A Clinician’s Angst with Computers

All of us who are in the field of informatics are well advised to pay attention to voices like these: Op-Ed Contributor – The Computer Will See You Now – NYTimes.com.

So many times have I heard the whines of those who develop applications for the clinicians. The refrain goes something like this, "The doctors are technology averse", "The clinicians are not interested in learning new ways of doing things".


There are innumerable examples of doctors embracing technology when it helped them achieve the goal of delivering better or more efficient care. I remember the days when ultrasound first arrived on the scene. The ultrasound machines in those days were kludgy pieces of equipment. The screens were tiny, with no shades of gray, the text messages displayed were cryptic, the buttons on the console were ill-organized. In short, they were the epitome of user-unfriendly technology. Yet, the clinicians took to them with gusto. Why? Because they gave them that extra edge in looking at soft organs. Obstetricians, whose notoriety as technology-averse is a legion, took the lead in adopting the technology. So, let’s just agree that the clinicians do not like technology is a myth promoted to conceal the failure of the discipline of Information Technology in meeting the needs of the clinicians.

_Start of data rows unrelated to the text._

// ==========================================
// Org Structure Engine - Repository Error Types
// ==========================================
// thiserror derive; SQLite constraint failures are mapped onto typed
// variants so callers can react to UNIQUE / FOREIGN KEY specifically
// ==========================================

use thiserror::Error;

/// Repository-layer errors
#[derive(Error, Debug)]
pub enum RepositoryError {
    // ===== Database errors =====
    #[error("record not found: {entity} with id={id}")]
    NotFound { entity: String, id: String },

    #[error("database connection failed: {0}")]
    DatabaseConnectionError(String),

    #[error("database lock acquisition failed: {0}")]
    LockError(String),

    #[error("database transaction failed: {0}")]
    DatabaseTransactionError(String),

    #[error("database query failed: {0}")]
    DatabaseQueryError(String),

    #[error("unique constraint violated: {0}")]
    UniqueConstraintViolation(String),

    #[error("foreign key constraint violated: {0}")]
    ForeignKeyViolation(String),

    // ===== Business rule errors =====
    #[error("business rule violated: {0}")]
    BusinessRuleViolation(String),

    // ===== Data quality errors =====
    #[error("validation failed: {0}")]
    ValidationError(String),

    #[error("invalid field value (field={field}): {message}")]
    FieldValueError { field: String, message: String },

    // ===== Generic =====
    #[error("internal error: {0}")]
    InternalError(String),

    #[error(transparent)]
    Other(#[from] anyhow::Error),
}

impl From<rusqlite::Error> for RepositoryError {
    fn from(err: rusqlite::Error) -> Self {
        match err {
            rusqlite::Error::SqliteFailure(_, Some(msg)) => {
                if msg.contains("UNIQUE") {
                    RepositoryError::UniqueConstraintViolation(msg)
                } else if msg.contains("FOREIGN KEY") {
                    RepositoryError::ForeignKeyViolation(msg)
                } else {
                    RepositoryError::DatabaseQueryError(msg)
                }
            }
            rusqlite::Error::QueryReturnedNoRows => RepositoryError::NotFound {
                entity: "Unknown".to_string(),
                id: "Unknown".to_string(),
            },
            _ => RepositoryError::DatabaseQueryError(err.to_string()),
        }
    }
}

/// Result alias
pub type RepositoryResult<T> = Result<T, RepositoryError>;
impl OrgImportRepositoryImpl {
    /// Opens a repository on the given database file.
    pub fn new(db_path: &str) -> Result<Self, Box<dyn Error>> {
        let conn = open_sqlite_connection(db_path)?;
        Ok(Self {
            conn: Arc::new(Mutex::new(conn)),
        })
    }

    /// Builds a repository over an already opened shared connection.
    pub fn from_connection(conn: Arc<Mutex<Connection>>) -> Self {
        Self { conn }
    }

    /// Chunked code -> id lookup (SQLite parameter limit).
    fn ids_by_code(
        conn: &Connection,
        codes: &[String],
    ) -> Result<HashMap<String, String>, Box<dyn Error>> {
        if codes.is_empty() {
            return Ok(HashMap::new());
        }

        const CHUNK_SIZE: usize = 900;

        let mut result = HashMap::with_capacity(codes.len());
        for chunk in codes.chunks(CHUNK_SIZE) {
            let placeholders = std::iter::repeat("?")
                .take(chunk.len())
                .collect::<Vec<_>>()
                .join(", ");
            let sql = format!(
                "SELECT code, id FROM departments WHERE code IN ({})",
                placeholders
            );

            let mut stmt = conn.prepare(&sql)?;
            let params_vec: Vec<&dyn rusqlite::ToSql> =
                chunk.iter().map(|s| s as &dyn rusqlite::ToSql).collect();

            let rows = stmt.query_map(params_vec.as_slice(), |row| {
                Ok((row.get::<_, String>(0)?, row.get::<_, String>(1)?))
            })?;
            for row in rows {
                let (code, id) = row?;
                result.insert(code, id);
            }
        }

        Ok(result)
    }

    /// Chunked tab_number -> id lookup.
    fn ids_by_tab(
        conn: &Connection,
        tab_numbers: &[String],
    ) -> Result<HashMap<String, String>, Box<dyn Error>> {
        if tab_numbers.is_empty() {
            return Ok(HashMap::new());
        }

        const CHUNK_SIZE: usize = 900;

        let mut result = HashMap::with_capacity(tab_numbers.len());
        for chunk in tab_numbers.chunks(CHUNK_SIZE) {
            let placeholders = std::iter::repeat("?")
                .take(chunk.len())
                .collect::<Vec<_>>()
                .join(", ");
            let sql = format!(
                "SELECT tab_number, id FROM employees WHERE tab_number IN ({})",
                placeholders
            );

            let mut stmt = conn.prepare(&sql)?;
            let params_vec: Vec<&dyn rusqlite::ToSql> =
                chunk.iter().map(|s| s as &dyn rusqlite::ToSql).collect();

            let rows = stmt.query_map(params_vec.as_slice(), |row| {
                Ok((row.get::<_, String>(0)?, row.get::<_, String>(1)?))
            })?;
            for row in rows {
                let (tab, id) = row?;
                result.insert(tab, id);
            }
        }

        Ok(result)
    }

    /// Resolves a department id by code, creating the row when absent.
    ///
    /// With a name given (org-chart flow) an existing row is refreshed:
    /// name, parent linkage, level and display path are recomputed from
    /// the current state. Without a name (roster flow) an existing row
    /// is left untouched. A created row is linked to its parent when the
    /// parent code already has a row, and falls back to the code as its
    /// provisional name.
    fn resolve_or_create_department_tx(
        tx: &Transaction,
        code: &str,
        name: Option<&str>,
    ) -> Result<(String, bool), Box<dyn Error>> {
        if let Some(dept) = DepartmentRepository::find_by_code_tx(tx, code)? {
            let fresh_name = match name.filter(|n| !n.is_empty()) {
                Some(n) => n,
                None => return Ok((dept.id, false)),
            };

            let parent = match parent_code_of(code) {
                Some(parent_code) => DepartmentRepository::find_by_code_tx(tx, parent_code)?,
                None => None,
            };
            let (parent_id, path) = match &parent {
                Some(p) => (Some(p.id.clone()), format!("{} / {}", p.path, fresh_name)),
                None => (None, fresh_name.to_string()),
            };

            tx.execute(
                r#"
                UPDATE departments
                SET name = ?2, parent_id = ?3, level = ?4, path = ?5, updated_at = ?6
                WHERE id = ?1
                "#,
                params![
                    dept.id,
                    fresh_name,
                    parent_id,
                    code_level(code),
                    path,
                    Utc::now().to_rfc3339(),
                ],
            )?;
            return Ok((dept.id, false));
        }

        let display_name = match name.filter(|n| !n.is_empty()) {
            Some(n) => n,
            None => code,
        };
        let mut dept = Department::new(code, display_name);

        let parent = match parent_code_of(code) {
            Some(parent_code) => DepartmentRepository::find_by_code_tx(tx, parent_code)?,
            None => None,
        };
        if let Some(p) = parent {
            dept.parent_id = Some(p.id.clone());
            dept.path = format!("{} / {}", p.path, display_name);
        }

        DepartmentRepository::upsert_tx(tx, &dept)?;
        Ok((dept.id, true))
    }

    /// Upserts one roster employee by tab number.
    ///
    /// # Returns
    /// - (employee id, created flag, previous department id)
    fn upsert_roster_employee_tx(
        tx: &Transaction,
        row: &RosterRow,
        department_id: Option<&str>,
        position_id: Option<&str>,
    ) -> Result<(String, bool, Option<String>), Box<dyn Error>> {
        if let Some(existing) = EmployeeRepository::find_by_tab_number_tx(tx, &row.tab_number)? {
            tx.execute(
                r#"
                UPDATE employees
                SET full_name = ?2, email = ?3, phone = ?4,
                    department_id = ?5, position_id = ?6, updated_at = ?7
                WHERE id = ?1
                "#,
                params![
                    existing.id,
                    row.full_name,
                    row.email,
                    row.phone,
                    department_id,
                    position_id,
                    Utc::now().to_rfc3339(),
                ],
            )?;
            Ok((existing.id, false, existing.department_id))
        } else {
            let mut employee = Employee::new(&row.tab_number, &row.full_name);
            employee.email = row.email.clone();
            employee.phone = row.phone.clone();
            employee.department_id = department_id.map(|s| s.to_string());
            employee.position_id = position_id.map(|s| s.to_string());
            EmployeeRepository::upsert_tx(tx, &employee)?;
            Ok((employee.id, true, None))
        }
    }

    /// Upserts one org-chart employee by tab number. The sheet carries
    /// no email/phone/manager, so those columns are left untouched on
    /// update.
    fn upsert_org_employee_tx(
        tx: &Transaction,
        parsed: &ParsedEmployee,
        department_id: Option<&str>,
        position_id: Option<&str>,
    ) -> Result<(String, bool, Option<String>), Box<dyn Error>> {
        if let Some(existing) = EmployeeRepository::find_by_tab_number_tx(tx, &parsed.tab_number)? {
            tx.execute(
                r#"
                UPDATE employees
                SET full_name = ?2, department_id = ?3, position_id = ?4, updated_at = ?5
                WHERE id = ?1
                "#,
                params![
                    existing.id,
                    parsed.full_name,
                    department_id,
                    position_id,
                    Utc::now().to_rfc3339(),
                ],
            )?;
            Ok((existing.id, false, existing.department_id))
        } else {
            let mut employee = Employee::new(&parsed.tab_number, &parsed.full_name);
            employee.department_id = department_id.map(|s| s.to_string());
            employee.position_id = position_id.map(|s| s.to_string());
            EmployeeRepository::upsert_tx(tx, &employee)?;
            Ok((employee.id, true, None))
        }
    }

    fn link_manager_tx(
        tx: &Transaction,
        employee_id: &str,
        manager_id: &str,
    ) -> Result<(), Box<dyn Error>> {
        tx.execute(
            "UPDATE employees SET manager_id = ?2, updated_at = ?3 WHERE id = ?1",
            params![employee_id, manager_id, Utc::now().to_rfc3339()],
        )?;
        Ok(())
    }
}
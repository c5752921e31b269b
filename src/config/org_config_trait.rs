// ==========================================
// Org Structure Engine - Import Config Reader Trait
// ==========================================
// Read-side interface for the tunables the import pipeline and the
// service layer need; no write access, no business logic
// ==========================================

use crate::rules::{CodeRule, TabNumberRule, ValidationRules};
use async_trait::async_trait;
use std::error::Error;

// ==========================================
// OrgConfigReader Trait
// ==========================================
// Implementor: ConfigManager (reads the config_kv table)
#[async_trait]
pub trait OrgConfigReader: Send + Sync {
    /// Department-code grammar bounds.
    ///
    /// # Defaults
    /// - max_length 50, max_segments 10
    async fn get_code_rule(&self) -> Result<CodeRule, Box<dyn Error>>;

    /// Tab-number grammar bounds.
    ///
    /// # Defaults
    /// - 1-4 letters, 3-10 digits
    async fn get_tab_number_rule(&self) -> Result<TabNumberRule, Box<dyn Error>>;

    /// Both grammars assembled into one bundle.
    async fn get_validation_rules(&self) -> Result<ValidationRules, Box<dyn Error>>;

    /// Position title assigned when an org-sheet employee row has no
    /// position cell.
    ///
    /// # Default
    /// - "Unassigned"
    async fn get_default_position_title(&self) -> Result<String, Box<dyn Error>>;

    /// How many leading rows may precede the org-sheet header row.
    ///
    /// # Default
    /// - 10
    async fn get_header_scan_rows(&self) -> Result<usize, Box<dyn Error>>;
}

A question that is relevant for us who are working with Proteus in the Semantic Data Capture Initiative (SDCI) is how much will the clinician feel shackled by the pre-defined processes which are created based upon guidelines? Does the clinician really need to enter all the data in exactly the same order as prescribed by the process or the guideline? We have taken an interesting approach to address this. In the web interface we are developing to provide clinical decision support from the Proteus Engine, we will allow the clinicians to enter any data that any of the templates for the guideline/process require, at any time. However, they will only be able to submit the data of each individual clinical context (defined by the knowledge components) only when the executing process reaches that particular point. This allows us to have best of both worlds: constraining data submission based on the needs of the decision support system while allowing the clinician to freedom to type ahead if they feel like it.